→ Work to be completed
Where does the word "super" appear in the entries below? Copy each line that holds it.

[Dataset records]
%%

#[cfg(test)]
mod tests {
    use super::{JsonHandler, json_handler};
    use crate::config::JsonConfig;
    use crate::payload::{Empty, Payload};
    use crate::policy::TrustAll;
    use crate::report::{ERROR_ID_HEADER, MockErrorLog};
    use crate::{HandlerError, HttpContext, bad_request};
    use bytes::Bytes;
    use http::{Method, Request, StatusCode};
    use http_body::Frame;
    use http_body_util::{BodyExt, Full, StreamBody};
    use murphy_http::handler::Handler;
    use murphy_http::protocol::{BufferedResponse, RequestHeader, ResponseWriter};
    use serde::{Deserialize, Serialize};
    use std::collections::BTreeMap;
    use std::io;
    use std::sync::atomic::{AtomicBool, Ordering};
    use std::sync::{Arc, Mutex};

    #[derive(Debug, Default, Clone, PartialEq, Serialize, Deserialize)]
    struct SampleRequest {
        foo: String,
        bar: i64,
    }

    #[derive(Debug, Default, Serialize, Deserialize)]
    struct Unencodable {
        by_bytes: BTreeMap<Vec<u8>, u8>,
    }

    fn correct(_ctx: &mut HttpContext<'_>, _req: &SampleRequest, _resp: &mut Empty) -> Result<(), HandlerError> {
        Ok(())
    }

    fn correct_empty_request(_ctx: &mut HttpContext<'_>, _req: &Empty, _resp: &mut Empty) -> Result<(), HandlerError> {
        Ok(())
    }

    fn fails(_ctx: &mut HttpContext<'_>, _req: &SampleRequest, _resp: &mut Empty) -> Result<(), HandlerError> {
        Err(HandlerError::internal("a b c"))
    }

    fn bad_request_within_handler(
        _ctx: &mut HttpContext<'_>,
        _req: &SampleRequest,
        _resp: &mut Empty,
    ) -> Result<(), HandlerError> {
        Err(bad_request!("{} {} {}", "a", "b", "c"))
    }

    fn mark_as_unauthorized(ctx: &mut HttpContext<'_>, _req: &SampleRequest, _resp: &mut Empty) -> Result<(), HandlerError> {
        ctx.writer().write_status(StatusCode::UNAUTHORIZED);
        Ok(())
    }

    fn echo(_ctx: &mut HttpContext<'_>, req: &SampleRequest, resp: &mut SampleRequest) -> Result<(), HandlerError> {
        resp.clone_from(req);
        resp.bar += 1;
        Ok(())
    }

    fn unencodable(_ctx: &mut HttpContext<'_>, _req: &Empty, resp: &mut Unencodable) -> Result<(), HandlerError> {
        resp.by_bytes.insert(vec![1, 2], 3);
        Ok(())
    }

    fn request_header() -> RequestHeader {
        Request::builder().method(Method::POST).uri("/").header("host", "example.com").body(()).unwrap().into()
    }

    fn serve<F, Req, Resp>(handler: &JsonHandler<F, Req, Resp>, body: &str) -> BufferedResponse
    where
        F: super::JsonFn<Req, Resp>,
        Req: Payload,
        Resp: Payload,
    {
        let mut w = BufferedResponse::new();
        handler.serve(&mut w, &request_header(), body.as_bytes());
        w
    }

    fn assert_is_handler<T: Handler<Full<Bytes>>>(_handler: &T) {
        // no op
    }

    #[test]
    fn typed_fn_is_http_handler() {
        assert_is_handler(&json_handler(correct));
        assert_is_handler(&json_handler(correct_empty_request));
        assert_is_handler(&Arc::new(json_handler(echo)));
    }

    #[test]
    fn malformed_body() {
        let w = serve(&json_handler(correct), r#"{"foo": not-a-string}"#);

        assert_eq!(w.status(), Some(StatusCode::BAD_REQUEST));
        assert_eq!(w.body(), b"{\"err\":\"unable to parse request\"}\n");
        assert!(w.headers().contains_key(ERROR_ID_HEADER));
    }

    #[test]
    fn bad_request_never_invokes_handler() {
        let invoked = Arc::new(AtomicBool::new(false));
        let flag = Arc::clone(&invoked);
        let handler = json_handler(move |_ctx: &mut HttpContext<'_>, _req: &SampleRequest, _resp: &mut Empty| {
            flag.store(true, Ordering::SeqCst);
            Ok(())
        });

        let w = serve(&handler, r#"{"foo": not-a-string}"#);

        assert_eq!(w.status(), Some(StatusCode::BAD_REQUEST));
        assert!(!invoked.load(Ordering::SeqCst));
    }

    #[test]
    fn good() {
        let w = serve(&json_handler(correct), "{}");

        assert_eq!(w.status(), Some(StatusCode::OK));
        assert_eq!(w.body(), b"{}\n");
        assert_eq!(w.headers().get(http::header::CONTENT_TYPE).unwrap(), mime::APPLICATION_JSON.as_ref());
        assert!(!w.headers().contains_key(ERROR_ID_HEADER));
    }

    #[test]
    fn expected_empty_request() {
        let w = serve(&json_handler(correct_empty_request), "");

        assert_eq!(w.status(), Some(StatusCode::OK));
        assert_eq!(w.body(), b"{}\n");
    }

    #[test]
    fn unexpected_empty_request() {
        let w = serve(&json_handler(correct), "");

        assert_eq!(w.status(), Some(StatusCode::BAD_REQUEST));
        assert_eq!(w.body(), b"{\"err\":\"unable to parse request; did not expect empty body\"}\n");
    }

    #[test]
    fn handler_observes_decoded_fields() {
        let seen = Arc::new(Mutex::new(None));
        let seen_in = Arc::clone(&seen);
        let handler = json_handler(move |_ctx: &mut HttpContext<'_>, req: &SampleRequest, _resp: &mut Empty| {
            *seen_in.lock().unwrap() = Some(req.clone());
            Ok(())
        });

        let w = serve(&handler, r#"{"foo":"hihihi","bar":2014}"#);

        assert_eq!(w.status(), Some(StatusCode::OK));
        assert_eq!(*seen.lock().unwrap(), Some(SampleRequest { foo: "hihihi".into(), bar: 2014 }));
    }

    #[test]
    fn response_is_encoded() {
        let w = serve(&json_handler(echo), r#"{"foo":"x","bar":1}"#);

        assert_eq!(w.status(), Some(StatusCode::OK));
        assert_eq!(w.body(), b"{\"foo\":\"x\",\"bar\":2}\n");
    }

    #[test]
    fn handler_fails() {
        let w = serve(&json_handler(fails), "{}");

        assert_eq!(w.status(), Some(StatusCode::INTERNAL_SERVER_ERROR));
        assert!(w.body().is_empty());
        assert!(w.headers().contains_key(ERROR_ID_HEADER));
    }

    #[test]
    fn fails_shows_error_to_trusted() {
        let config = JsonConfig::builder().trust_policy(TrustAll).build();
        let w = serve(&config.json_handler(fails), "{}");

        assert_eq!(w.status(), Some(StatusCode::INTERNAL_SERVER_ERROR));
        assert_eq!(w.body(), b"a b c");
    }

    #[test]
    fn bad_request_within_handler_is_400() {
        let w = serve(&json_handler(bad_request_within_handler), "{}");

        assert_eq!(w.status(), Some(StatusCode::BAD_REQUEST));
        assert_eq!(w.body(), b"{\"err\":\"a b c\"}\n");
    }

    #[test]
    fn handler_marks_request_as_unauthorized() {
        let w = serve(&json_handler(mark_as_unauthorized), "{}");

        assert_eq!(w.status(), Some(StatusCode::UNAUTHORIZED));
        assert!(w.body().is_empty());
        assert!(!w.headers().contains_key(http::header::CONTENT_TYPE));
    }

    #[test]
    fn explicit_ok_status_still_encodes() {
        let handler = json_handler(|ctx: &mut HttpContext<'_>, _req: &Empty, resp: &mut SampleRequest| {
            ctx.writer().write_status(StatusCode::OK);
            resp.foo = "done".into();
            Ok(())
        });

        let w = serve(&handler, "");

        assert_eq!(w.status(), Some(StatusCode::OK));
        assert_eq!(w.body(), b"{\"foo\":\"done\",\"bar\":0}\n");
    }

    #[test]
    fn encode_failure_is_internal_error() {
        let w = serve(&json_handler(unencodable), "");

        assert_eq!(w.status(), Some(StatusCode::INTERNAL_SERVER_ERROR));
        assert!(w.body().is_empty());
    }

    #[test]
    fn every_request_gets_fresh_payloads() {
        let handler = json_handler(|_ctx: &mut HttpContext<'_>, req: &SampleRequest, resp: &mut SampleRequest| {
            assert!(resp.foo.is_empty());
            resp.foo.push_str(&req.foo);
            Ok(())
        });

        let first = serve(&handler, r#"{"foo":"a"}"#);
        let second = serve(&handler, r#"{"foo":"b"}"#);

        assert_eq!(first.body(), b"{\"foo\":\"a\",\"bar\":0}\n");
        assert_eq!(second.body(), b"{\"foo\":\"b\",\"bar\":0}\n");
    }

    fn observed_request(body: &str) -> (BufferedResponse, Option<SampleRequest>) {
        let seen = Arc::new(Mutex::new(None));
        let seen_in = Arc::clone(&seen);
        let handler = json_handler(move |_ctx: &mut HttpContext<'_>, req: &SampleRequest, _resp: &mut Empty| {
            *seen_in.lock().unwrap() = Some(req.clone());
            Ok(())
        });

        let w = serve(&handler, body);
        let seen = seen.lock().unwrap().take();
        (w, seen)
    }

    #[test]
    fn empty_object_decodes_to_zero_values() {
        let (w, seen) = observed_request("{}");

        assert_eq!(w.status(), Some(StatusCode::OK));
        assert_eq!(w.body(), b"{}\n");
        assert_eq!(seen, Some(SampleRequest::default()));
    }

    #[test]
    fn partial_body_keeps_zero_values() {
        let (w, seen) = observed_request(r#"{"foo":"x"}"#);

        assert_eq!(w.status(), Some(StatusCode::OK));
        assert_eq!(w.body(), b"{}\n");
        assert_eq!(seen, Some(SampleRequest { foo: "x".into(), bar: 0 }));
    }

    #[test]
    fn null_body_decodes_to_zero_values() {
        let (w, seen) = observed_request("null");

        assert_eq!(w.status(), Some(StatusCode::OK));
        assert_eq!(w.body(), b"{}\n");
        assert_eq!(seen, Some(SampleRequest::default()));
    }

    #[test]
    fn failures_reach_the_error_log() {
        let mut log = MockErrorLog::new();
        log.expect_record()
            .withf(|_, status, detail| *status == StatusCode::BAD_REQUEST && detail.contains("did not expect empty body"))
            .times(1)
            .return_const(());

        let config = JsonConfig::builder().error_log(log).build();
        let w = serve(&config.json_handler(correct), "");

        assert_eq!(w.status(), Some(StatusCode::BAD_REQUEST));
    }

    #[tokio::test]
    async fn call_through_handler_trait() {
        let handler = json_handler(echo);
        let req = Request::builder()
            .method(Method::POST)
            .uri("/echo")
            .body(Full::new(Bytes::from_static(br#"{"foo":"hihihi","bar":2014}"#)))
            .unwrap();

        let response = handler.call(req).await.unwrap();

        assert_eq!(response.status(), StatusCode::OK);
        assert_eq!(response.headers().get(http::header::CONTENT_TYPE).unwrap(), "application/json");
        let body = response.into_body().collect().await.unwrap().to_bytes();
        assert_eq!(&body[..], b"{\"foo\":\"hihihi\",\"bar\":2015}\n");
    }

    #[tokio::test]
    async fn call_with_unreadable_body() {
        let frames = futures::stream::iter(vec![Err::<Frame<Bytes>, io::Error>(io::Error::other("connection reset"))]);
        let req = Request::builder().method(Method::POST).uri("/").body(StreamBody::new(frames)).unwrap();

        let response = json_handler(correct_empty_request).call(req).await.unwrap();

        assert_eq!(response.status(), StatusCode::BAD_REQUEST);
        assert!(response.headers().contains_key(ERROR_ID_HEADER));
        let body = response.into_body().collect().await.unwrap().to_bytes();
        assert_eq!(&body[..], b"{\"err\":\"unable to parse request\"}\n");
    }

    #[tokio::test]
    async fn shared_handler_serves_concurrent_requests() {
        let handler = Arc::new(json_handler(echo));

        let tasks = (0..8).map(|i| {
            let handler = Arc::clone(&handler);
            tokio::spawn(async move {
                let body = format!(r#"{{"foo":"req-{i}","bar":{i}}}"#);
                let req = Request::builder().method(Method::POST).uri("/").body(Full::new(Bytes::from(body))).unwrap();
                let response = handler.call(req).await.unwrap();
                response.into_body().collect().await.unwrap().to_bytes()
            })
        });
        let tasks = tasks.collect::<Vec<_>>();

        for (i, task) in tasks.into_iter().enumerate() {
            let body = task.await.unwrap();
            let expected = format!("{{\"foo\":\"req-{i}\",\"bar\":{}}}\n", i + 1);
            assert_eq!(&body[..], expected.as_bytes());
        }
    }
}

%%

→ The completed task
    use super::{JsonHandler, json_handler};
        F: super::JsonFn<Req, Resp>,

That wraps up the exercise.